_What the task requires_: Where the string "Provides" shows up in a line of the records, copy that line.

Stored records
────────

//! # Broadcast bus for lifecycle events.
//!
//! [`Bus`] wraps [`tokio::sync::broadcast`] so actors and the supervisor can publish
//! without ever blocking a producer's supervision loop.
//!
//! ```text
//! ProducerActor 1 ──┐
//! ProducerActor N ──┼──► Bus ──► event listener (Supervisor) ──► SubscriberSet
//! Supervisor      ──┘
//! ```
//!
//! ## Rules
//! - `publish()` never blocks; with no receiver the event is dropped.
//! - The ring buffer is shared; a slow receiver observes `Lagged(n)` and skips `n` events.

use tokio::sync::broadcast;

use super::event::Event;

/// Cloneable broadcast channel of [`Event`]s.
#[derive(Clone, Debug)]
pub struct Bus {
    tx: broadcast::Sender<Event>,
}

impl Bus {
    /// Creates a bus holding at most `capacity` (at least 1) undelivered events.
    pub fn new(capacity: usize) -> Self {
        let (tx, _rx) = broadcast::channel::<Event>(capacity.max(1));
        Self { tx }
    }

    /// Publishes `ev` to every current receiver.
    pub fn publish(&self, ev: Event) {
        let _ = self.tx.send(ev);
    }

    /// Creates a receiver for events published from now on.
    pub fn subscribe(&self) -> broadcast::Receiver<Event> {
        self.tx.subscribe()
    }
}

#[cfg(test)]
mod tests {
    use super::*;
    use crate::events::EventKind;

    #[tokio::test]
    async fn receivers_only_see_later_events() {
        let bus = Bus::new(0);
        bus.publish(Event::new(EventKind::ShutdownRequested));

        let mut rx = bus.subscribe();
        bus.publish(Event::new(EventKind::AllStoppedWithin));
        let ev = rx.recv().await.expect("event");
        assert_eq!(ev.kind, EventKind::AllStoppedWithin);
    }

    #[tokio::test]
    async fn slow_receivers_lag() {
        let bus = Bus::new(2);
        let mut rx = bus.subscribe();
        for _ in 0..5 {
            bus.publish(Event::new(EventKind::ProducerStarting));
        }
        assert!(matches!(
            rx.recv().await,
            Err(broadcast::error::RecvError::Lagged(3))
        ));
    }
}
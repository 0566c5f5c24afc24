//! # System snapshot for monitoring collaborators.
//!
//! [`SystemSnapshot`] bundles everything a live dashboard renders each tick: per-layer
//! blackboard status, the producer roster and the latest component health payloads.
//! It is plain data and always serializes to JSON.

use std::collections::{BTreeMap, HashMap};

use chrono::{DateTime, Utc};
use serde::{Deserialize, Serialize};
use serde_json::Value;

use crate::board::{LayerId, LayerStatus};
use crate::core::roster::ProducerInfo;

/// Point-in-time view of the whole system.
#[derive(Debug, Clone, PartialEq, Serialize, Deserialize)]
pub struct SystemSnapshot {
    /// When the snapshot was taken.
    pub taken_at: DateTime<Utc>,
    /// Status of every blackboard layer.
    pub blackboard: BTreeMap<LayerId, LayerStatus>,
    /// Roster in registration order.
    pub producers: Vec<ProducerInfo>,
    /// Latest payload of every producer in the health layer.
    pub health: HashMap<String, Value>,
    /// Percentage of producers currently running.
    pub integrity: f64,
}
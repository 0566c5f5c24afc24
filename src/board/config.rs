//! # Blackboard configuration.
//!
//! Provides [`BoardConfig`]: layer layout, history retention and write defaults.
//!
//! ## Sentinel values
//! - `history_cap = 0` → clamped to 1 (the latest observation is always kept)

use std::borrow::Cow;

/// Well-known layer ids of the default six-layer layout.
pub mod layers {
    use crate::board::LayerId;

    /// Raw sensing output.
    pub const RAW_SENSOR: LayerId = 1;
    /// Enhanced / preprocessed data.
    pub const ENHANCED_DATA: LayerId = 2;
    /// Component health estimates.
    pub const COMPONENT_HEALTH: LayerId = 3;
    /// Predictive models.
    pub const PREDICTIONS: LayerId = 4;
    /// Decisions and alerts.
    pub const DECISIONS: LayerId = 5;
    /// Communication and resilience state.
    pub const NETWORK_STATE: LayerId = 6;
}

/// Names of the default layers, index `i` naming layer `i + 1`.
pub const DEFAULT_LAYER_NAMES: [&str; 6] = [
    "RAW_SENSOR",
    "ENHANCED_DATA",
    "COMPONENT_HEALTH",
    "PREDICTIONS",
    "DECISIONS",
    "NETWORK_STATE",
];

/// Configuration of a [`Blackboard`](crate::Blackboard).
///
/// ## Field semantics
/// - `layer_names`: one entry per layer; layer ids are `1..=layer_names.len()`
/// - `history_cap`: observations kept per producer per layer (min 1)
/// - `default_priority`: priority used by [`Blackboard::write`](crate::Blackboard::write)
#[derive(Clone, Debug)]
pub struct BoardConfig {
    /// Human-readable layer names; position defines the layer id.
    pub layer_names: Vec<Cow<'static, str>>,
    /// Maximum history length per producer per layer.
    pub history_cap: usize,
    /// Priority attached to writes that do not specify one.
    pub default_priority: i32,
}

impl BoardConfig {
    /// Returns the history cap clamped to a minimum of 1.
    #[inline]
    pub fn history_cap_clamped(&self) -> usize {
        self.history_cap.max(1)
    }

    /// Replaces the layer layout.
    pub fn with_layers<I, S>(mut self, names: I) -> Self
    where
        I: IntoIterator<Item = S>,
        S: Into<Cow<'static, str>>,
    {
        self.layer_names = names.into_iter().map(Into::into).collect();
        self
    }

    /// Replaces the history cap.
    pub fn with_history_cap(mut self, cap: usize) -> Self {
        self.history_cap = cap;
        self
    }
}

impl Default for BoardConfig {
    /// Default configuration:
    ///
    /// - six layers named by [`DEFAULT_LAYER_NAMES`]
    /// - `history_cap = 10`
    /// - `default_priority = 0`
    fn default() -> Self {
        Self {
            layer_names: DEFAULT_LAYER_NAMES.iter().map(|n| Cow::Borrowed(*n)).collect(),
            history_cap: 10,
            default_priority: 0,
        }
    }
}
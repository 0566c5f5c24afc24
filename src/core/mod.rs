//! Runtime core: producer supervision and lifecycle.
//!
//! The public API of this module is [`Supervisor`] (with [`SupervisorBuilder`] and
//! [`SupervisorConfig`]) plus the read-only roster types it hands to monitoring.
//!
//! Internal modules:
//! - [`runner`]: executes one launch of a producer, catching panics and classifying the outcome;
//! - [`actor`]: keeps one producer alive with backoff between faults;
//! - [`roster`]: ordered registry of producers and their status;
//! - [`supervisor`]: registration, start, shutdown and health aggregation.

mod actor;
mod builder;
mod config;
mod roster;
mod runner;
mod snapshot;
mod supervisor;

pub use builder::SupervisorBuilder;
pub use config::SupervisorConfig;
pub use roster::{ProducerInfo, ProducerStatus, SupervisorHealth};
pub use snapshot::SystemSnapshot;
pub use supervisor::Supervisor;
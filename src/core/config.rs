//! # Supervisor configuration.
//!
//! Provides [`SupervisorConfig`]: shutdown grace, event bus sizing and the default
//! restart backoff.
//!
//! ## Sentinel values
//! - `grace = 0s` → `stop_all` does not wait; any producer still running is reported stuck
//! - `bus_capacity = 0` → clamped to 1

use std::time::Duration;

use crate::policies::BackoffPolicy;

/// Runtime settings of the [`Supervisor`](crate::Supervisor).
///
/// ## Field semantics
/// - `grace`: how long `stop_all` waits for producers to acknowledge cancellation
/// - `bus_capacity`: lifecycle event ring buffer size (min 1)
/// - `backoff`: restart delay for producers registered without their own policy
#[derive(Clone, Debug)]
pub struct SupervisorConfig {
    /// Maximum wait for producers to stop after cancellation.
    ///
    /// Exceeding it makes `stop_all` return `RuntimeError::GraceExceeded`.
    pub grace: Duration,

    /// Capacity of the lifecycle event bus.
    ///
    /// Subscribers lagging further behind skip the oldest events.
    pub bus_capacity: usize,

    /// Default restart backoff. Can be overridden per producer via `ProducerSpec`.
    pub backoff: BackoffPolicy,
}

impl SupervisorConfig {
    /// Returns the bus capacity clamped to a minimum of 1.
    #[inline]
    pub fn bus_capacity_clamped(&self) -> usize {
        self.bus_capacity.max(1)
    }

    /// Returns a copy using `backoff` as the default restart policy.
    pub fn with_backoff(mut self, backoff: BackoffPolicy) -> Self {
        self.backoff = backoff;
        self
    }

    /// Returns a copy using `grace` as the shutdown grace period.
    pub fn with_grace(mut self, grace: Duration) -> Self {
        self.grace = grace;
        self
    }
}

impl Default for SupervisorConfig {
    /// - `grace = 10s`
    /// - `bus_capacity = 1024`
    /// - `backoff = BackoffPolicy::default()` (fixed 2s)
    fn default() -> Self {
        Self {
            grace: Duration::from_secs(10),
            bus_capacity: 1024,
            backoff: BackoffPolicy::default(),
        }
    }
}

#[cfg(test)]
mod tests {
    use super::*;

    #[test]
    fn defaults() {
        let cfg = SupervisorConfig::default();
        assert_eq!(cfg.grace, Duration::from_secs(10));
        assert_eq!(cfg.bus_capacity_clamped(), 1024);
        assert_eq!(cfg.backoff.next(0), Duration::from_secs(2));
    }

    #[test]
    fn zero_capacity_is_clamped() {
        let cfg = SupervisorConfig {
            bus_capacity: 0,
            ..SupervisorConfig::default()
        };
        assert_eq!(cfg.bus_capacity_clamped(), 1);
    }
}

────────

_Result below_:
//! Provides [`BoardConfig`]: layer layout, history retention and write defaults.
//! Provides [`SupervisorConfig`]: shutdown grace, event bus sizing and the default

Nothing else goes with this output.